|CEM||Certified Emergency Manager|
|CEMA||Chatham Emergency Management Agency|
|EMI||Emergency Management Institute|
|FEMA||Federal Emergency Management Agency|
|G||Game (Discussion-Based Exercise)|
|GEMHSA||Georgia Emergency Management and Homeland Security Agency|
|GPSTC||Georgia Public Safety Training Center|
|ICS||Incident Command System|
|NIMS||National Incident Management System|
|TTX||Tabletop Exercise (Discussion-Based Exercise)|
|TEPW||Training and Exercise Program Workshop|
|W||Workshop (Discussion-Based Exercise)|
Discussion-Based Exercises. Discussion-based exercises include seminars, workshops, tabletop exercises (TTXs), and games. These types of exercises can be used to familiarize players with, or develop new, plans, policies, agreements, and procedures. Discussion-based exercises focus on strategic, policy-oriented issues. Facilitators and/or presenters usually lead the discussion, keeping participants on track towards meeting exercise objectives.
Drill. A drill is a coordinated, supervised activity usually employed to validate a specific function or capability in a single agency or organization. Drills are commonly used to provide training on new equipment, validate procedures, or practice and maintain current skills. For example, drills may be appropriate for establishing a community-designated disaster receiving center or shelter. Drills can also be used to determine if plans can be executed as designed, to assess whether more training is required, or to reinforce best practices. A drill is useful as a stand-alone tool, but a series of drills can be used to prepare several organizations to collaborate in an FSE.
Functional Exercise. FEs are designed to validate and evaluate capabilities, multiple functions and/or sub-functions, or interdependent groups of functions. FEs are typically focused on exercising plans, policies, procedures, and staff members involved in management, direction, command, and control functions. In FEs, events are projected through an exercise scenario with event updates that drive activity typically at the management level. An FE is conducted in a realistic, real-time environment; however, movement of personnel and equipment is usually simulated.

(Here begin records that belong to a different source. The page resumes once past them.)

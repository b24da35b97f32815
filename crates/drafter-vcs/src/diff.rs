use std::collections::{HashMap, HashSet};

use chrono::Utc;

use drafter_core::error::DrafterError;
use drafter_core::hash;
use drafter_core::models::branch::BranchId;
use drafter_core::models::commit::CommitId;
use drafter_core::models::file::{FileId, FileKind, FolderId, WorkingFolder};
use drafter_core::models::remote::RemoteSyncState;
use drafter_core::models::snapshot::ChangeType;
use drafter_core::models::ProjectId;
use drafter_db::{ops, Db};

/// Files and folders on main that differ from the baseline commit.
#[derive(Debug, Clone, Default)]
pub struct DirtySet {
    pub file_ids: Vec<FileId>,
    pub folder_ids: Vec<FolderId>,
}

/// Knobs for [`SyncService::uncommitted_ids`].
#[derive(Debug, Clone)]
pub struct DirtySetOptions {
    /// Diff against this commit instead of main's head.
    pub baseline_commit_id: Option<CommitId>,
    /// With no baseline at all, report every file as dirty (the default)
    /// rather than nothing.
    pub treat_no_baseline_as_all: bool,
}

impl Default for DirtySetOptions {
    fn default() -> Self {
        Self {
            baseline_commit_id: None,
            treat_no_baseline_as_all: true,
        }
    }
}

/// Computes how far main is ahead of the last push and which working
/// files differ from the last commit.
#[derive(Clone)]
pub struct SyncService {
    db: Db,
}

impl SyncService {
    pub fn new(db: Db) -> Self {
        Self { db }
    }

    /// How many commits main is ahead of the remote baseline.
    ///
    /// `None` means there is nothing to count: no main branch, no commits
    /// yet, or no remote configured. When a remote exists but nothing was
    /// ever pushed, the whole chain counts as ahead. The walk stops at
    /// 1000 hops, returning a truncated count for pathological chains.
    pub async fn sync_status(&self, project_id: &ProjectId) -> Result<Option<u32>, DrafterError> {
        let conn = self.db.conn().await;

        let main = match ops::get_main_branch(&conn, project_id)? {
            Some(b) => b,
            None => return Ok(None),
        };
        let head = match &main.head_commit_id {
            Some(h) => h.clone(),
            None => return Ok(None),
        };
        let sync = match ops::get_remote_sync(&conn, project_id, &main.id)? {
            Some(s) => s,
            None => return Ok(None),
        };

        let last_push = match &sync.last_push_commit_id {
            Some(c) => c.clone(),
            None => return Ok(Some(ops::count_branch_commits(&conn, &main.id)?)),
        };

        let mut hops = 0u32;
        let mut cursor = Some(head);
        while let Some(id) = cursor {
            if id == last_push || hops >= crate::MAX_CHAIN_HOPS {
                break;
            }
            hops += 1;
            cursor = ops::get_commit(&conn, &id)?.and_then(|c| c.parent_commit_id);
        }
        Ok(Some(hops))
    }

    /// Record that `commit_id` was pushed: the remote row flips to
    /// `synced` with a fresh push timestamp.
    pub async fn update_last_push_commit(
        &self,
        project_id: &ProjectId,
        commit_id: &CommitId,
    ) -> Result<(), DrafterError> {
        let conn = self.db.conn().await;
        let main = ops::get_main_branch(&conn, project_id)?.ok_or_else(|| {
            DrafterError::MainBranchNotFound {
                project: project_id.to_string(),
            }
        })?;
        let sync = ops::get_remote_sync(&conn, project_id, &main.id)?.ok_or_else(|| {
            DrafterError::RemoteNotConfigured {
                project: project_id.to_string(),
            }
        })?;
        ops::update_last_push(&conn, &sync.id, commit_id, &Utc::now())
    }

    /// The dirty-detection algorithm over main's worktree.
    ///
    /// Identity is path plus kind, never the working-file id: a file
    /// deleted and recreated at the same path still diffs correctly
    /// against history. The baseline snapshot index maps each path to the
    /// *set* of hashes ever recorded there in that commit, tolerating
    /// multiple snapshots landing on one logical path across rewrites.
    pub async fn uncommitted_ids(
        &self,
        project_id: &ProjectId,
        opts: DirtySetOptions,
    ) -> Result<DirtySet, DrafterError> {
        let conn = self.db.conn().await;

        let main = match ops::get_main_branch(&conn, project_id)? {
            Some(b) => b,
            None => return Ok(DirtySet::default()),
        };
        let files = ops::list_branch_files(&conn, &main.id, false)?;
        let folders = ops::list_branch_folders(&conn, &main.id, true)?;
        let folder_index: HashMap<FolderId, WorkingFolder> =
            folders.into_iter().map(|f| (f.id.clone(), f)).collect();

        let baseline = opts
            .baseline_commit_id
            .clone()
            .or_else(|| main.head_commit_id.clone());

        let baseline = match baseline {
            Some(b) => b,
            None => {
                if !opts.treat_no_baseline_as_all {
                    return Ok(DirtySet::default());
                }
                let mut dirty_folders: HashSet<FolderId> = HashSet::new();
                for file in &files {
                    collect_ancestors(&folder_index, file.folder_id.as_ref(), &mut dirty_folders);
                }
                return Ok(DirtySet {
                    file_ids: files.into_iter().map(|f| f.id).collect(),
                    folder_ids: dirty_folders.into_iter().collect(),
                });
            }
        };

        // Baseline path -> set of historically valid content hashes.
        let mut baseline_hashes: HashMap<(Option<FolderId>, String, FileKind), HashSet<String>> =
            HashMap::new();
        for snap in ops::snapshots_for_commit(&conn, &baseline)? {
            if snap.change_type == ChangeType::Deleted {
                continue;
            }
            if let Some(h) = snap.content_hash {
                baseline_hashes
                    .entry((snap.folder_id, snap.name, snap.kind))
                    .or_default()
                    .insert(h);
            }
        }

        let mut file_ids = Vec::new();
        let mut dirty_folders: HashSet<FolderId> = HashSet::new();
        for file in &files {
            let current = hash::hash_content(&file.content);
            let key = (file.folder_id.clone(), file.name.clone(), file.kind);
            let clean = baseline_hashes
                .get(&key)
                .map(|hashes| hashes.contains(&current))
                .unwrap_or(false);
            if !clean {
                file_ids.push(file.id.clone());
                collect_ancestors(&folder_index, file.folder_id.as_ref(), &mut dirty_folders);
            }
        }

        Ok(DirtySet {
            file_ids,
            folder_ids: dirty_folders.into_iter().collect(),
        })
    }

    pub async fn has_uncommitted_changes(
        &self,
        project_id: &ProjectId,
    ) -> Result<bool, DrafterError> {
        let dirty = self
            .uncommitted_ids(project_id, DirtySetOptions::default())
            .await?;
        Ok(!dirty.file_ids.is_empty())
    }

    /// Start tracking a remote for a branch.
    pub async fn setup_remote_sync(
        &self,
        project_id: &ProjectId,
        branch_id: &BranchId,
        remote_url: &str,
        remote_branch: &str,
    ) -> Result<RemoteSyncState, DrafterError> {
        let conn = self.db.conn().await;
        let state = RemoteSyncState::new(
            project_id.clone(),
            branch_id.clone(),
            remote_url.to_string(),
            remote_branch.to_string(),
        );
        ops::insert_remote_sync(&conn, &state)?;
        Ok(state)
    }

    /// The remote-sync row tracked for main, if any.
    pub async fn remote_sync_state(
        &self,
        project_id: &ProjectId,
    ) -> Result<Option<RemoteSyncState>, DrafterError> {
        let conn = self.db.conn().await;
        let main = match ops::get_main_branch(&conn, project_id)? {
            Some(b) => b,
            None => return Ok(None),
        };
        ops::get_remote_sync(&conn, project_id, &main.id)
    }
}

/// Every ancestor folder of `start`, walked through the parent chain.
/// A visited set guards against parent cycles in corrupted data.
fn collect_ancestors(
    folders: &HashMap<FolderId, WorkingFolder>,
    start: Option<&FolderId>,
    out: &mut HashSet<FolderId>,
) {
    let mut cursor = start.cloned();
    while let Some(id) = cursor {
        if !out.insert(id.clone()) {
            break;
        }
        cursor = folders.get(&id).and_then(|f| f.parent_id.clone());
    }
}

Full-Scale Exercise. FSEs are typically the most complex and resource-intensive type of exercise. They involve multiple agencies, organizations, and jurisdictions and validate many facets of preparedness. FSEs often include many players operating under cooperative systems such as the Incident Command System (ICS) or Unified Command.
Game. A game is a simulation of operations that often involves two or more teams, usually in a competitive environment, using rules, data, and procedures designed to depict an actual or hypothetical situation. Games explore the consequences of player decisions and actions. They are useful tools for validating plans and procedures or evaluating resource requirements.
Operations-Based Exercises. Operations-based exercises include drills, functional exercises (FEs), and full-scale exercises (FSEs). These exercises can be used to validate plans, policies, agreements, and procedures; clarify roles and responsibilities; and identify resource gaps. Operations-based exercises are characterized by actual reaction to an exercise scenario, such as initiating communications or mobilizing personnel and resources.
Seminar. Seminars generally orient participants to, or provide an overview of, authorities, strategies, plans, policies, procedures, protocols, resources, concepts, and ideas. As a discussion-based exercise, seminars can be valuable for entities that are developing or making major changes to existing plans or procedures. Seminars can be similarly helpful when attempting to assess or gain awareness of the capabilities of interagency or inter-jurisdictional operations.
Tabletop Exercise. A TTX is intended to generate discussion of various issues regarding a hypothetical, simulated emergency. TTXs can be used to enhance general awareness, validate plans and procedures, rehearse concepts, and/or assess the types of systems needed to guide the prevention of, protection from, mitigation of, response to, and recovery from a defined incident. Generally, TTXs are aimed at facilitating conceptual understanding, identifying strengths and areas for improvement, and/or achieving changes in perceptions.
Workshop. Although similar to seminars, workshops differ in two important aspects: participant interaction is increased, and the focus is placed on achieving or building a product. Effective workshops entail the broadest attendance by relevant stakeholders.
Products produced from a workshop can include new standard operating procedures (SOPs), emergency operations plans, continuity of operations plans, or mutual aid agreements. To be effective, workshops should have clearly defined objectives, products, or goals, and should focus on a specific issue.